[[ Input data, beginning ]]

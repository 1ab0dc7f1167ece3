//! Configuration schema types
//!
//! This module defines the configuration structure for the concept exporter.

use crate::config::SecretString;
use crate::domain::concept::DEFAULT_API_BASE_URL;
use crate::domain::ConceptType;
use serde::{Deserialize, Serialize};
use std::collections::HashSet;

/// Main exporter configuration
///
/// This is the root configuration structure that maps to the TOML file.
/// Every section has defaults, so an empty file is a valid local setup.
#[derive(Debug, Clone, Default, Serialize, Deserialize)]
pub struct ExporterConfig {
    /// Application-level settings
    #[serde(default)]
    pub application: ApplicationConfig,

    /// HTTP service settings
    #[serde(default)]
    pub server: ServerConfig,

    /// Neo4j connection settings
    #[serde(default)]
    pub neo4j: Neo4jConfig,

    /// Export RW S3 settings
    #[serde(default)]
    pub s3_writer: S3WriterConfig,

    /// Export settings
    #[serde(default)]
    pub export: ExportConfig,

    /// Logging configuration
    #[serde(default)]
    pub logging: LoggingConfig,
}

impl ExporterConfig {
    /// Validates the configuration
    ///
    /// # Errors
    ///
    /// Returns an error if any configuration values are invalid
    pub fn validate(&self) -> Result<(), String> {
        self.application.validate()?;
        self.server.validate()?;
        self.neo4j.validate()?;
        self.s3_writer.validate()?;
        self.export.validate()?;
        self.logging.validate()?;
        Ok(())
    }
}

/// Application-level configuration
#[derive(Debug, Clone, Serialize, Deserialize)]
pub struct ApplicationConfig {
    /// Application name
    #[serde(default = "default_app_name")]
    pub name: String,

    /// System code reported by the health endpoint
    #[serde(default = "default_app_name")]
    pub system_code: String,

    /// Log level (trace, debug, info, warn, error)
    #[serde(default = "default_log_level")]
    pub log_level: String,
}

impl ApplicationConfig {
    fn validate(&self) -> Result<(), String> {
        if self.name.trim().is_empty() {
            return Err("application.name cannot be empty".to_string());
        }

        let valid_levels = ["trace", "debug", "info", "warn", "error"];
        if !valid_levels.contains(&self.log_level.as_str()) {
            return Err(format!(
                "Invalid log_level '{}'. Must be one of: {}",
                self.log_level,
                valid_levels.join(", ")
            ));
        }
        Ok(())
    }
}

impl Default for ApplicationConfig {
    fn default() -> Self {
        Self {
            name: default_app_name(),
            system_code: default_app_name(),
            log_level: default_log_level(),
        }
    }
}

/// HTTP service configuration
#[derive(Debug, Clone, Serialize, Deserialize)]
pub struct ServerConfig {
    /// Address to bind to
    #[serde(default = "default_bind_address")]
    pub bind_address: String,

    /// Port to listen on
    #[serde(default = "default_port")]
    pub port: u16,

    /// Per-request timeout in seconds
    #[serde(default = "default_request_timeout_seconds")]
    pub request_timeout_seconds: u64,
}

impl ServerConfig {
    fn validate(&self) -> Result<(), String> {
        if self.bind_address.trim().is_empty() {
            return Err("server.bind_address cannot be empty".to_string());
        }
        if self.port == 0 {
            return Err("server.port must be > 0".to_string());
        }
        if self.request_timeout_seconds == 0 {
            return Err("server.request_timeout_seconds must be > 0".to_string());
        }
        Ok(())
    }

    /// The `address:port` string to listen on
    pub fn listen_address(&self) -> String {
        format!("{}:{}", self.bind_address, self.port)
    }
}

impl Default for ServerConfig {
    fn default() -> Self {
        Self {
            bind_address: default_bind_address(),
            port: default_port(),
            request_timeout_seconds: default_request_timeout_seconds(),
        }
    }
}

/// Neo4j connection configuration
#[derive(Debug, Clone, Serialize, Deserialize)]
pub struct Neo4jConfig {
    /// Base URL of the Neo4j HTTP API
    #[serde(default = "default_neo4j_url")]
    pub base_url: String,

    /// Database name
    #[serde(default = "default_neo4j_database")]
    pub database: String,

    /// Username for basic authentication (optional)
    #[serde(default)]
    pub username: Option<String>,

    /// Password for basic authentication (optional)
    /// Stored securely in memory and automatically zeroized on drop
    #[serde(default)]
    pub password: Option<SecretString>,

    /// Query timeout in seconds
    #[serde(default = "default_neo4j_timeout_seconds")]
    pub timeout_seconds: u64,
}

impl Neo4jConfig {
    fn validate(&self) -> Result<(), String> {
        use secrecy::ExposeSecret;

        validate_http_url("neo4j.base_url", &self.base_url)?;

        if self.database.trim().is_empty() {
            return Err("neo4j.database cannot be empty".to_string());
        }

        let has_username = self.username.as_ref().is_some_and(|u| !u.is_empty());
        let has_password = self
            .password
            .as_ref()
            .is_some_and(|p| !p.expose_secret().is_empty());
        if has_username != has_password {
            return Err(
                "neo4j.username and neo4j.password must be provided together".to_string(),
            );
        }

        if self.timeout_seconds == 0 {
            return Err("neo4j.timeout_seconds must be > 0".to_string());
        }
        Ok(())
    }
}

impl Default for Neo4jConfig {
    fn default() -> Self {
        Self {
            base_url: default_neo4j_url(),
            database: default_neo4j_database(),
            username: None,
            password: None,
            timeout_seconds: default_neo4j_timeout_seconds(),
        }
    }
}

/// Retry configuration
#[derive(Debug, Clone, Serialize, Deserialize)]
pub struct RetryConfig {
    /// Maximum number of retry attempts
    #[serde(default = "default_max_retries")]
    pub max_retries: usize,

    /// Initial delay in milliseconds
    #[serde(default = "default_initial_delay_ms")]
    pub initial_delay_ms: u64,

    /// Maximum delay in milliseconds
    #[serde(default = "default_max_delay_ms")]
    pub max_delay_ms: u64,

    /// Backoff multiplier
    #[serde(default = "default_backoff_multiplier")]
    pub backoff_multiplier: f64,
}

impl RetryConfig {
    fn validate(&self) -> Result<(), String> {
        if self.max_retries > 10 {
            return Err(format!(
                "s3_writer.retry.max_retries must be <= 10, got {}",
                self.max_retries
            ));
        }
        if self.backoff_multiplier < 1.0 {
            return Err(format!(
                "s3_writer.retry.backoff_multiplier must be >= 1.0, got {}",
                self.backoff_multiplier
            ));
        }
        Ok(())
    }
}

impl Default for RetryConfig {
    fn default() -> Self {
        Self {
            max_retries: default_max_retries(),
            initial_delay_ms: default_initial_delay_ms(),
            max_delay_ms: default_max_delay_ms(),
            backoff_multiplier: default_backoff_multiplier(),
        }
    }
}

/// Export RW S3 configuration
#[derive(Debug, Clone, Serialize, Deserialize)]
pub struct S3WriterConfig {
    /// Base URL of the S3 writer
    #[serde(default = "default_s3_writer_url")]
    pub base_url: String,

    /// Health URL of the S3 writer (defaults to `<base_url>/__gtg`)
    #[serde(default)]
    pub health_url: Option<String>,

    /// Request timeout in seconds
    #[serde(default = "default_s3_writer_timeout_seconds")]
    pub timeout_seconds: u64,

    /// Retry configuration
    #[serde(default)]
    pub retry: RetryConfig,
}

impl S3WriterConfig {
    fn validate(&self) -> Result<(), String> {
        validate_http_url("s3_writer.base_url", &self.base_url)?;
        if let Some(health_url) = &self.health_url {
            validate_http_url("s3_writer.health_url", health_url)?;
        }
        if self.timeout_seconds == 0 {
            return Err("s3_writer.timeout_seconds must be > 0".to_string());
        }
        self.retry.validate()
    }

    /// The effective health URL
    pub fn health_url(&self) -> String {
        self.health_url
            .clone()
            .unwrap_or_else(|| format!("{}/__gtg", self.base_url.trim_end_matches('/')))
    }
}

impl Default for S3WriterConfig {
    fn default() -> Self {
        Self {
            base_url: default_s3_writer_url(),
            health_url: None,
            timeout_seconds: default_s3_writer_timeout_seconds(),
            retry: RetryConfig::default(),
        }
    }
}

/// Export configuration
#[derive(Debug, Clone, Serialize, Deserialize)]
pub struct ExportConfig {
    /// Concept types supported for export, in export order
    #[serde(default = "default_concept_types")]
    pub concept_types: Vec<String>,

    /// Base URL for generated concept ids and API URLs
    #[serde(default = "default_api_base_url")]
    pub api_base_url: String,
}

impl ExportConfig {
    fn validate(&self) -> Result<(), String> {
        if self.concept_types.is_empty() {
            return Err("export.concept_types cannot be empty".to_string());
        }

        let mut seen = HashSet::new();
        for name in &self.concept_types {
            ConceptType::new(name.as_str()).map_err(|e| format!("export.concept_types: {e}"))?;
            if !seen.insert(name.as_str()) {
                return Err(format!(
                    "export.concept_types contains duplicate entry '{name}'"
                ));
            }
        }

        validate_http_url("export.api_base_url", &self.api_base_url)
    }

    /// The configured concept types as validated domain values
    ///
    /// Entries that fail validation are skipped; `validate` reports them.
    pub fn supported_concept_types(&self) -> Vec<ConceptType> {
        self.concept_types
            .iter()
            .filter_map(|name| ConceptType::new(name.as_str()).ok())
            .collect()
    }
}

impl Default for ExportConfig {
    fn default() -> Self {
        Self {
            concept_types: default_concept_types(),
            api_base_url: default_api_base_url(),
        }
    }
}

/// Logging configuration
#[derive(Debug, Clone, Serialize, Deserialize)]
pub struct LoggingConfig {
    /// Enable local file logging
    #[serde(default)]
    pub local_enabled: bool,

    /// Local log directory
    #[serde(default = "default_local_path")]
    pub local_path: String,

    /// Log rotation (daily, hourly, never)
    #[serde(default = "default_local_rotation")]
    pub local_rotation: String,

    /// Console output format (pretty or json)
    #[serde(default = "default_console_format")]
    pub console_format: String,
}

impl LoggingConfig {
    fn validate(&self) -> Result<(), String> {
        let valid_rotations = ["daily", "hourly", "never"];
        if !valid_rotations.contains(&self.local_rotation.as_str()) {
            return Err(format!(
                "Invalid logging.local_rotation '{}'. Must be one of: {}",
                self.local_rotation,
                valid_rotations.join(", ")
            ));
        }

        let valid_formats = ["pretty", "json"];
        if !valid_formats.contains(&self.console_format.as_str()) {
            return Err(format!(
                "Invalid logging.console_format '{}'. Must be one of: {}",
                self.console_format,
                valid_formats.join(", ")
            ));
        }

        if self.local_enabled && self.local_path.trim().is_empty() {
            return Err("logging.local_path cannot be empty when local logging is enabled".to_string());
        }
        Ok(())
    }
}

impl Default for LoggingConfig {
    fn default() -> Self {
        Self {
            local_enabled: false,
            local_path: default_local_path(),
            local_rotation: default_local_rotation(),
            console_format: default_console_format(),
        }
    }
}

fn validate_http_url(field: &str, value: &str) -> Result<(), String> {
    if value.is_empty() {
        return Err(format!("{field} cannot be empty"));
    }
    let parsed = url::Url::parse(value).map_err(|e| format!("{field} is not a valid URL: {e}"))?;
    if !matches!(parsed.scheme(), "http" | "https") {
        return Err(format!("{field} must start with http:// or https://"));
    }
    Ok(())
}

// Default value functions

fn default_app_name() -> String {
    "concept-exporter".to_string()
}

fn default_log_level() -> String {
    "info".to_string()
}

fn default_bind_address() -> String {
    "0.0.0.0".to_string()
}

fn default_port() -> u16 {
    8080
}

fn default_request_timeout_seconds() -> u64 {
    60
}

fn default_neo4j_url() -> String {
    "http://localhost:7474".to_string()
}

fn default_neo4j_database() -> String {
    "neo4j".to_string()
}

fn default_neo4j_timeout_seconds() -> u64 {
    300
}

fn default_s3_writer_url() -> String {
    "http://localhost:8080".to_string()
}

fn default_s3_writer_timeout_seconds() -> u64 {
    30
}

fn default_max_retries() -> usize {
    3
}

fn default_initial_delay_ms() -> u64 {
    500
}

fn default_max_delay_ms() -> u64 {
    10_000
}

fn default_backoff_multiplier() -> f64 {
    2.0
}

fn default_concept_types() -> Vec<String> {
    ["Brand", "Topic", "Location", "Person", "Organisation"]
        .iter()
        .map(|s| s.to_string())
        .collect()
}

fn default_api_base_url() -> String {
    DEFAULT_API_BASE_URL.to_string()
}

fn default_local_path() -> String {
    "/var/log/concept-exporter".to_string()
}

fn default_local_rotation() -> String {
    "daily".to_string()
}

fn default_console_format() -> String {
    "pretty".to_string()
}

[[ Input data, end ]]
[[ Input data, beginning ]]

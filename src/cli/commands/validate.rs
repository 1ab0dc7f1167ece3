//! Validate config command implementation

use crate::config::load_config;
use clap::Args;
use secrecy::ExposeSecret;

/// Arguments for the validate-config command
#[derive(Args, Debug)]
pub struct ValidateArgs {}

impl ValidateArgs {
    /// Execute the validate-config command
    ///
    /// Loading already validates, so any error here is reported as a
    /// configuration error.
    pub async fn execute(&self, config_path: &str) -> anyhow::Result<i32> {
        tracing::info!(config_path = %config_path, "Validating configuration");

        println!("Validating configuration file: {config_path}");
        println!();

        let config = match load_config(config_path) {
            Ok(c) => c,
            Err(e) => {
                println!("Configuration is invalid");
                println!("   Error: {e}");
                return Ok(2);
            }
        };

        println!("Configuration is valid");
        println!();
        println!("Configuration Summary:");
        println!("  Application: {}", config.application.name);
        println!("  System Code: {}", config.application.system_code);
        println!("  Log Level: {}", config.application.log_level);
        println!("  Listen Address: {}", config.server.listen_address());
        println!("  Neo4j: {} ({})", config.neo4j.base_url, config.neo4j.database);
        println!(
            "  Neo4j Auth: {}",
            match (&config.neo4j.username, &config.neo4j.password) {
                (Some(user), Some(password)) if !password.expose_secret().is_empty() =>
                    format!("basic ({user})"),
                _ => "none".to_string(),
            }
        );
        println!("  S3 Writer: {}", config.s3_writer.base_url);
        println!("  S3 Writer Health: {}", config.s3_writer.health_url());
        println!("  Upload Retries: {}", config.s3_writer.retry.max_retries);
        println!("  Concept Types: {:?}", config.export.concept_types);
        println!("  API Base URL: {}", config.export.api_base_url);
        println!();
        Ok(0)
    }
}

[[ Input data, end ]]

* Task directions *
A bare number is the expected answer: the tally of lines in the records above holding "basic".

* Exercise response *
3